**Records for this task:**
********

use async_trait::async_trait;
use github_client::GitHubApiClient;
use std::collections::HashSet;
use std::sync::atomic::{AtomicU32, Ordering};
use std::time::Duration;
use sync_core::{CoreError, FollowDecision};
use tokio::sync::Mutex;
use tokio::time::sleep;
use tracing::{debug, info};

/// Write side of the GitHub API used by the actuator and the reciprocity
/// auditor.
#[async_trait]
pub trait FollowService: Send + Sync {
    async fn follow(&self, login: &str) -> Result<(), CoreError>;
    async fn unfollow(&self, login: &str) -> Result<(), CoreError>;
}

#[async_trait]
impl FollowService for GitHubApiClient {
    async fn follow(&self, login: &str) -> Result<(), CoreError> {
        GitHubApiClient::follow(self, login).await
    }

    async fn unfollow(&self, login: &str) -> Result<(), CoreError> {
        GitHubApiClient::unfollow(self, login).await
    }
}

/// Executes follow decisions under a per-run cap. The cap slot is reserved
/// before the API call and given back on failure, so concurrent workers can
/// never push the follow count past the cap.
pub struct FollowActuator<S: FollowService> {
    service: std::sync::Arc<S>,
    following: Mutex<HashSet<String>>,
    remaining: AtomicU32,
    cap: u32,
    delay: Duration,
    dry_run: bool,
}

impl<S: FollowService> FollowActuator<S> {
    pub fn new(
        service: std::sync::Arc<S>,
        initial_following: HashSet<String>,
        cap: u32,
        delay: Duration,
        dry_run: bool,
    ) -> Self {
        let following = initial_following
            .into_iter()
            .map(|l| l.to_ascii_lowercase())
            .collect();
        Self {
            service,
            following: Mutex::new(following),
            remaining: AtomicU32::new(cap),
            cap,
            delay,
            dry_run,
        }
    }

    /// Follow `login` unless already followed or the cap is spent.
    pub async fn attempt_follow(&self, login: &str) -> Result<FollowDecision, CoreError> {
        let key = login.to_ascii_lowercase();

        {
            let following = self.following.lock().await;
            if following.contains(&key) {
                debug!("Already following {}", login);
                return Ok(FollowDecision::AlreadyFollowing);
            }
        }

        // Reserve a cap slot before touching the API
        let reserved = self
            .remaining
            .fetch_update(Ordering::SeqCst, Ordering::SeqCst, |n| n.checked_sub(1))
            .is_ok();
        if !reserved {
            debug!("Follow cap reached, skipping {}", login);
            return Ok(FollowDecision::Skip);
        }

        if self.dry_run {
            info!("[dry run] would follow {}", login);
            self.following.lock().await.insert(key);
            return Ok(FollowDecision::Follow);
        }

        if let Err(e) = self.service.follow(login).await {
            // Give the slot back so a later candidate can use it
            self.remaining.fetch_add(1, Ordering::SeqCst);
            return Err(e);
        }

        self.following.lock().await.insert(key);

        if !self.delay.is_zero() {
            sleep(self.delay).await;
        }

        Ok(FollowDecision::Follow)
    }

    pub fn follows_used(&self) -> u32 {
        self.cap - self.remaining.load(Ordering::SeqCst)
    }

    pub fn cap_reached(&self) -> bool {
        self.remaining.load(Ordering::SeqCst) == 0
    }

    pub async fn is_following(&self, login: &str) -> bool {
        self.following
            .lock()
            .await
            .contains(&login.to_ascii_lowercase())
    }
}
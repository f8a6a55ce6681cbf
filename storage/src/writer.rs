use serde::Serialize;
use std::fs::{self, File};
use std::io::{BufWriter, Write};
use std::path::Path;
use sync_core::{CoreError, StorageError};
use tracing::{debug, info};

/// Output format, chosen by file extension.
#[derive(Debug, Clone, Copy, PartialEq, Eq)]
pub enum StorageFormat {
    Csv,
    Json,
    JsonLines,
}

impl StorageFormat {
    /// Pick the format from the path's extension. Unknown extensions are
    /// rejected rather than guessed.
    pub fn from_path(path: &Path) -> Result<Self, CoreError> {
        let extension = path
            .extension()
            .and_then(|e| e.to_str())
            .map(|e| e.to_ascii_lowercase())
            .unwrap_or_default();

        match extension.as_str() {
            "csv" => Ok(Self::Csv),
            "json" => Ok(Self::Json),
            "jsonl" | "ndjson" => Ok(Self::JsonLines),
            _ => Err(CoreError::Storage(StorageError::UnsupportedFormat {
                extension: format!(".{}", extension),
            })),
        }
    }
}

/// Write all records to `path`, replacing any existing file. The parent
/// directory is created if missing.
pub fn write_records<T: Serialize>(path: &Path, records: &[T]) -> Result<(), CoreError> {
    let format = StorageFormat::from_path(path)?;

    if let Some(parent) = path.parent() {
        if !parent.as_os_str().is_empty() {
            fs::create_dir_all(parent)?;
        }
    }

    match format {
        StorageFormat::Csv => write_csv(path, records)?,
        StorageFormat::Json => write_json(path, records)?,
        StorageFormat::JsonLines => write_json_lines(path, records)?,
    }

    info!("Wrote {} records to {}", records.len(), path.display());
    Ok(())
}

fn write_csv<T: Serialize>(path: &Path, records: &[T]) -> Result<(), CoreError> {
    let file = File::create(path)?;
    let mut writer = csv::Writer::from_writer(BufWriter::new(file));

    for record in records {
        writer
            .serialize(record)
            .map_err(|e| CoreError::Storage(StorageError::Csv(e)))?;
    }

    writer.flush().map_err(|_| {
        CoreError::Storage(StorageError::FlushFailed {
            path: path.display().to_string(),
        })
    })?;
    debug!("CSV flush complete for {}", path.display());
    Ok(())
}

fn write_json<T: Serialize>(path: &Path, records: &[T]) -> Result<(), CoreError> {
    let file = File::create(path)?;
    let writer = BufWriter::new(file);
    serde_json::to_writer_pretty(writer, records)?;
    Ok(())
}

fn write_json_lines<T: Serialize>(path: &Path, records: &[T]) -> Result<(), CoreError> {
    let file = File::create(path)?;
    let mut writer = BufWriter::new(file);

    for record in records {
        let line = serde_json::to_string(record)?;
        writeln!(writer, "{}", line)?;
    }

    writer.flush().map_err(|_| {
        CoreError::Storage(StorageError::FlushFailed {
            path: path.display().to_string(),
        })
    })?;
    Ok(())
}
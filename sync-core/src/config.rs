use serde::Deserialize;
use std::collections::HashSet;
use std::path::{Path, PathBuf};
use std::time::Duration;
use tracing::warn;

use crate::error::ConfigError;
use crate::types::ProcessingStrategy;

const RECOGNIZED_TOKEN_PREFIXES: &[&str] = &["ghp_", "github_pat_", "gho_", "ghu_"];

/// Rule parameters for the follow decision. Loaded once per run, read-only
/// while the pipeline is processing.
#[derive(Debug, Clone)]
pub struct FilterConfig {
    pub enabled: bool,
    pub allow_list: HashSet<String>,
    pub deny_list: HashSet<String>,
    /// None means no language rule at all.
    pub languages: Option<HashSet<String>>,
    pub min_repos: u32,
    pub max_repos: u32,
    pub min_followers: u32,
    pub max_followers: u32,
    pub min_following: u32,
    pub required_keywords: Vec<String>,
    pub exclude_keywords: Vec<String>,
    pub min_account_age_days: i64,
    pub delay_between_follows: Duration,
}

impl Default for FilterConfig {
    fn default() -> Self {
        Self {
            enabled: false,
            allow_list: HashSet::new(),
            deny_list: HashSet::new(),
            languages: None,
            min_repos: 0,
            max_repos: u32::MAX,
            min_followers: 0,
            max_followers: u32::MAX,
            min_following: 0,
            required_keywords: Vec::new(),
            exclude_keywords: Vec::new(),
            min_account_age_days: 0,
            delay_between_follows: Duration::from_secs(1),
        }
    }
}

/// Run configuration, sourced from environment variables with an optional
/// TOML overlay file.
#[derive(Debug, Clone)]
pub struct Config {
    pub github_token: String,
    pub api_url: String,
    pub target_organizations: Vec<String>,
    pub max_workers: usize,
    pub strategy: ProcessingStrategy,
    pub output_file: PathBuf,
    pub request_timeout: Duration,
    pub retry_attempts: u32,
    pub dry_run: bool,
    pub max_follows_per_run: u32,
    pub stop_on_error_threshold: u64,
    pub follow: FilterConfig,
}

/// Optional values read from a TOML file; anything present overrides the
/// environment-sourced value.
#[derive(Debug, Default, Deserialize)]
pub struct ConfigOverlay {
    pub api_url: Option<String>,
    pub target_organizations: Option<Vec<String>>,
    pub max_workers: Option<usize>,
    pub strategy: Option<String>,
    pub output_file: Option<PathBuf>,
    pub max_follows_per_run: Option<u32>,
    pub dry_run: Option<bool>,
}

impl Config {
    /// Load from the process environment.
    pub fn from_env() -> Result<Self, ConfigError> {
        Self::from_lookup(|key| std::env::var(key).ok())
    }

    /// Load from an arbitrary key lookup. The environment variant delegates
    /// here; tests feed in a map.
    pub fn from_lookup<F>(lookup: F) -> Result<Self, ConfigError>
    where
        F: Fn(&str) -> Option<String>,
    {
        let github_token =
            lookup("GITHUB_TOKEN").ok_or_else(|| ConfigError::MissingEnvironmentVariable {
                var_name: "GITHUB_TOKEN".to_string(),
            })?;

        let follow = FilterConfig {
            enabled: parse_bool(&lookup, "FOLLOW_ENABLED", false)?,
            allow_list: parse_list(&lookup, "FOLLOW_ALLOWLIST")?.into_iter().collect(),
            deny_list: parse_list(&lookup, "FOLLOW_DENYLIST")?.into_iter().collect(),
            languages: {
                let langs = parse_list(&lookup, "FOLLOW_LANGUAGES")?;
                if langs.is_empty() {
                    None
                } else {
                    Some(langs.into_iter().collect())
                }
            },
            min_repos: parse_number(&lookup, "FOLLOW_MIN_REPOS", 0)?,
            max_repos: parse_number(&lookup, "FOLLOW_MAX_REPOS", u32::MAX)?,
            min_followers: parse_number(&lookup, "FOLLOW_MIN_FOLLOWERS", 0)?,
            max_followers: parse_number(&lookup, "FOLLOW_MAX_FOLLOWERS", u32::MAX)?,
            min_following: parse_number(&lookup, "FOLLOW_MIN_FOLLOWING", 0)?,
            required_keywords: parse_list(&lookup, "FOLLOW_REQUIRED_KEYWORDS")?,
            exclude_keywords: parse_list(&lookup, "FOLLOW_EXCLUDE_KEYWORDS")?,
            min_account_age_days: parse_number(&lookup, "FOLLOW_MIN_ACCOUNT_AGE_DAYS", 0)?,
            delay_between_follows: {
                let secs = parse_number(&lookup, "FOLLOW_DELAY", 1.0_f64)?;
                // from_secs_f64 panics on negative or NaN input
                if !secs.is_finite() || secs < 0.0 {
                    return Err(ConfigError::InvalidValue {
                        field: "FOLLOW_DELAY".to_string(),
                        value: secs.to_string(),
                    });
                }
                Duration::from_secs_f64(secs)
            },
        };

        let strategy = lookup("PROCESSING_STRATEGY")
            .map(|s| s.parse::<ProcessingStrategy>())
            .transpose()?
            .unwrap_or_default();

        Ok(Self {
            github_token,
            api_url: lookup("GITHUB_API_URL")
                .unwrap_or_else(|| "https://api.github.com".to_string()),
            target_organizations: parse_list(&lookup, "TARGET_ORGANIZATIONS")?,
            max_workers: parse_number(&lookup, "MAX_WORKERS", 10_usize)?,
            strategy,
            output_file: lookup("OUTPUT_FILE")
                .map(PathBuf::from)
                .unwrap_or_else(|| PathBuf::from("out/profiles.csv")),
            request_timeout: Duration::from_secs(parse_number(&lookup, "REQUEST_TIMEOUT", 30_u64)?),
            retry_attempts: parse_number(&lookup, "RETRY_ATTEMPTS", 3)?,
            dry_run: parse_bool(&lookup, "DRY_RUN", false)?,
            max_follows_per_run: parse_number(&lookup, "MAX_FOLLOWS_PER_RUN", 100)?,
            stop_on_error_threshold: parse_number(&lookup, "STOP_ON_ERROR_THRESHOLD", 10_u64)?,
            follow,
        })
    }

    /// Apply a TOML overlay file on top of the current values.
    pub fn apply_overlay_file(mut self, path: &Path) -> Result<Self, ConfigError> {
        let raw = std::fs::read_to_string(path).map_err(|_| ConfigError::FileNotFound {
            path: path.display().to_string(),
        })?;
        let overlay: ConfigOverlay = toml::from_str(&raw)?;

        if let Some(api_url) = overlay.api_url {
            self.api_url = api_url;
        }
        if let Some(orgs) = overlay.target_organizations {
            self.target_organizations = orgs;
        }
        if let Some(workers) = overlay.max_workers {
            self.max_workers = workers;
        }
        if let Some(strategy) = overlay.strategy {
            self.strategy = strategy.parse()?;
        }
        if let Some(output) = overlay.output_file {
            self.output_file = output;
        }
        if let Some(cap) = overlay.max_follows_per_run {
            self.max_follows_per_run = cap;
        }
        if let Some(dry_run) = overlay.dry_run {
            self.dry_run = dry_run;
        }
        Ok(self)
    }

    /// Startup validation. Fatal problems come back as errors, suspicious but
    /// workable settings only log a warning.
    pub fn validate(&self) -> Result<(), ConfigError> {
        if self.github_token.is_empty() {
            return Err(ConfigError::MissingEnvironmentVariable {
                var_name: "GITHUB_TOKEN".to_string(),
            });
        }

        if !RECOGNIZED_TOKEN_PREFIXES
            .iter()
            .any(|p| self.github_token.starts_with(p))
        {
            warn!("GITHUB_TOKEN doesn't look like a GitHub token");
        }

        if self.max_workers < 1 {
            return Err(ConfigError::ValidationFailed {
                reason: "MAX_WORKERS must be at least 1".to_string(),
            });
        }
        if self.max_workers > 50 {
            warn!("MAX_WORKERS > 50 may cause rate limiting issues");
        }

        if self.request_timeout < Duration::from_secs(5) {
            return Err(ConfigError::ValidationFailed {
                reason: "REQUEST_TIMEOUT must be at least 5 seconds".to_string(),
            });
        }

        if self.target_organizations.is_empty() {
            return Err(ConfigError::ValidationFailed {
                reason: "TARGET_ORGANIZATIONS must name at least one organization".to_string(),
            });
        }

        if self.follow.enabled {
            if self.follow.min_repos > self.follow.max_repos {
                return Err(ConfigError::ValidationFailed {
                    reason: "FOLLOW_MIN_REPOS cannot be greater than FOLLOW_MAX_REPOS".to_string(),
                });
            }
            if self.follow.min_followers > self.follow.max_followers {
                return Err(ConfigError::ValidationFailed {
                    reason: "FOLLOW_MIN_FOLLOWERS cannot be greater than FOLLOW_MAX_FOLLOWERS"
                        .to_string(),
                });
            }
        }

        Ok(())
    }
}

fn parse_bool<F>(lookup: &F, key: &str, default: bool) -> Result<bool, ConfigError>
where
    F: Fn(&str) -> Option<String>,
{
    match lookup(key) {
        None => Ok(default),
        Some(raw) => match raw.to_ascii_lowercase().as_str() {
            "true" | "1" | "yes" => Ok(true),
            "false" | "0" | "no" | "" => Ok(false),
            _ => Err(ConfigError::InvalidValue {
                field: key.to_string(),
                value: raw,
            }),
        },
    }
}

fn parse_number<F, T>(lookup: &F, key: &str, default: T) -> Result<T, ConfigError>
where
    F: Fn(&str) -> Option<String>,
    T: std::str::FromStr,
{
    match lookup(key) {
        None => Ok(default),
        Some(raw) => raw.trim().parse().map_err(|_| ConfigError::InvalidValue {
            field: key.to_string(),
            value: raw,
        }),
    }
}

/// Lists arrive either as a JSON array (`["a","b"]`) or comma-separated
/// (`a,b`). Empty input yields an empty list.
fn parse_list<F>(lookup: &F, key: &str) -> Result<Vec<String>, ConfigError>
where
    F: Fn(&str) -> Option<String>,
{
    let raw = match lookup(key) {
        None => return Ok(Vec::new()),
        Some(raw) => raw,
    };
    let trimmed = raw.trim();
    if trimmed.is_empty() {
        return Ok(Vec::new());
    }

    if trimmed.starts_with('[') {
        serde_json::from_str::<Vec<String>>(trimmed).map_err(|_| ConfigError::InvalidValue {
            field: key.to_string(),
            value: raw,
        })
    } else {
        Ok(trimmed
            .split(',')
            .map(|s| s.trim().to_string())
            .filter(|s| !s.is_empty())
            .collect())
    }
}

********

**Problem to work on:** Among the entries above, which lines include "MissingEnvironmentVariable"? List them all.

**Task output:**
            lookup("GITHUB_TOKEN").ok_or_else(|| ConfigError::MissingEnvironmentVariable {
            return Err(ConfigError::MissingEnvironmentVariable {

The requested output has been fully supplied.